Cierto es que los parlamentarios deben velar por las cuestiones públicas pero con equidad. Raya la paranoia que un gran número de sus preguntas sean contra la Iglesia Católica. 

Pues bien, el secretario de Estado de Relaciones con las Cortes y Asuntos Constitucionales, José Antonio Montilla, le ha respondido que se ha constituido un grupo de trabajo formado por representantes de la Iglesia Católica y del Gobierno para estudiar cómo implementar las recomendaciones del Tribunal de Cuentas sobre la financiación de la Iglesia Católica, informa Europa Press. 

Cierto es que el Tribunal de Cuentas ha recomendado que la Iglesia debe  "concretar mejor la naturaleza de los gastos así como de las entidades de la Iglesia a cuyo sostenimiento se destina" el dinero que recibe de la asignación tributaria. 

Otra de las indicaciones del Tribunal de Cuentas es que "el Gobierno deberá disponer de información suficiente para asegurar que el destino último de los recursos procedentes de la asignación tributaria sea compatible con las normas que rigen la libre competencia y no puedan ser consideradas ayudas de Estado".

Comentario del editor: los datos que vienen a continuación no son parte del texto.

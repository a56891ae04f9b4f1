//! SessionLog entity - one ordered conversation transcript.

use serde::{Deserialize, Serialize};

use crate::domain::conversation::ConversationTurn;
use crate::domain::foundation::{SessionId, Timestamp};

/// An append-only transcript of one counselling session.
///
/// # Invariants
///
/// - turns are in append order; existing turns are never edited or removed
#[derive(Debug, Clone, PartialEq, Eq, Serialize, Deserialize)]
pub struct SessionLog {
    /// Which session this transcript belongs to.
    session_id: SessionId,

    /// When the session was opened.
    created_at: Timestamp,

    /// The ordered turns.
    turns: Vec<ConversationTurn>,
}

impl SessionLog {
    /// Opens a new empty session log.
    pub fn new(session_id: SessionId) -> Self {
        Self {
            session_id,
            created_at: Timestamp::now(),
            turns: Vec::new(),
        }
    }

    /// Reconstitutes a log from persistence.
    pub fn reconstitute(
        session_id: SessionId,
        created_at: Timestamp,
        turns: Vec<ConversationTurn>,
    ) -> Self {
        Self {
            session_id,
            created_at,
            turns,
        }
    }

    /// Appends a turn to the end of the log. The only mutator.
    pub fn append(&mut self, turn: ConversationTurn) {
        self.turns.push(turn);
    }

    pub fn session_id(&self) -> &SessionId {
        &self.session_id
    }

    pub fn created_at(&self) -> &Timestamp {
        &self.created_at
    }

    pub fn turns(&self) -> &[ConversationTurn] {
        &self.turns
    }

    pub fn len(&self) -> usize {
        self.turns.len()
    }

    pub fn is_empty(&self) -> bool {
        self.turns.is_empty()
    }

    /// The timestamp of the most recent activity: the last turn, or the
    /// session opening when no turns exist yet.
    pub fn last_activity(&self) -> &Timestamp {
        self.turns
            .last()
            .map(ConversationTurn::timestamp)
            .unwrap_or(&self.created_at)
    }
}
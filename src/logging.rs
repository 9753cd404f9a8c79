//! Logging capability handed to each benchmark.
//!
//! The engine never reaches for a global logger; a `Benchmark` owns an
//! `Arc<dyn Logger>` and reports through it. [`TracingLogger`] is the
//! default and forwards to `tracing` under the `microbench` target, so the
//! host controls verbosity with its subscriber filter.

use std::sync::{Arc, Mutex};

/// Severity of a log entry.
#[derive(Debug, Clone, Copy, PartialEq, Eq, PartialOrd, Ord)]
pub enum Level {
    /// Progress information.
    Info,
    /// Reliability warnings.
    Warn,
    /// Failures.
    Error,
}

/// Sink for engine messages.
pub trait Logger: Send + Sync {
    /// Progress information.
    fn info(&self, message: &str);
    /// Reliability warnings; never fatal.
    fn warn(&self, message: &str);
    /// Failures that abort a run.
    fn error(&self, message: &str);
}

/// Forwards to the `tracing` macros.
#[derive(Debug, Clone, Copy, Default)]
pub struct TracingLogger;

impl Logger for TracingLogger {
    fn info(&self, message: &str) {
        tracing::info!(target: "microbench", "{}", message);
    }

    fn warn(&self, message: &str) {
        tracing::warn!(target: "microbench", "{}", message);
    }

    fn error(&self, message: &str) {
        tracing::error!(target: "microbench", "{}", message);
    }
}

/// Discards everything.
#[derive(Debug, Clone, Copy, Default)]
pub struct NullLogger;

impl Logger for NullLogger {
    fn info(&self, _message: &str) {}
    fn warn(&self, _message: &str) {}
    fn error(&self, _message: &str) {}
}

/// Keeps entries in memory, at or above a minimum level.
#[derive(Debug)]
pub struct MemoryLogger {
    min_level: Level,
    entries: Mutex<Vec<(Level, String)>>,
}

impl Default for MemoryLogger {
    fn default() -> Self {
        Self::new(Level::Info)
    }
}

impl MemoryLogger {
    /// Record entries at `min_level` and above.
    pub fn new(min_level: Level) -> Self {
        Self {
            min_level,
            entries: Mutex::new(Vec::new()),
        }
    }

    /// Convenience for sharing with a `Benchmark` while keeping a handle.
    pub fn shared(min_level: Level) -> Arc<Self> {
        Arc::new(Self::new(min_level))
    }

    /// Snapshot of recorded entries.
    pub fn entries(&self) -> Vec<(Level, String)> {
        match self.entries.lock() {
            Ok(entries) => entries.clone(),
            Err(poisoned) => poisoned.into_inner().clone(),
        }
    }

    /// Messages recorded at exactly `level`.
    pub fn messages(&self, level: Level) -> Vec<String> {
        self.entries()
            .into_iter()
            .filter(|(l, _)| *l == level)
            .map(|(_, m)| m)
            .collect()
    }

    fn push(&self, level: Level, message: &str) {
        if level < self.min_level {
            return;
        }
        let mut entries = match self.entries.lock() {
            Ok(entries) => entries,
            Err(poisoned) => poisoned.into_inner(),
        };
        entries.push((level, message.to_string()));
    }
}

impl Logger for MemoryLogger {
    fn info(&self, message: &str) {
        self.push(Level::Info, message);
    }

    fn warn(&self, message: &str) {
        self.push(Level::Warn, message);
    }

    fn error(&self, message: &str) {
        self.push(Level::Error, message);
    }
}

Es decir, la Iglesia debe justificar que lo que recibe de la casilla de la x del IRPF se destina a lo acordado entre el Gobierno y la Iglesia. 

A propósito de este tema, no se debe olvidar que en todos los países europeos existe una financiación a las confesiones religiosas, ya sea vía impuestos de los contribuyentes o con cargos a los presupuestos del Estado. 

Por lo tanto, no se trata de un privilegio de la Iglesia Católica, ni en España ni en ningún otro país,  se trata de una norma general de colaboración con todas las religiones, en virtud de la libertad religiosa y en virtud de que el papel de las religiones forma parte de la cultura universal y de los derechos humanos. 

Y por último: no debemos olvidar que la religión también forma parte de lo público y que España es un estado aconfesional, pero no anticonfesional. Que a algunos se les olvida. 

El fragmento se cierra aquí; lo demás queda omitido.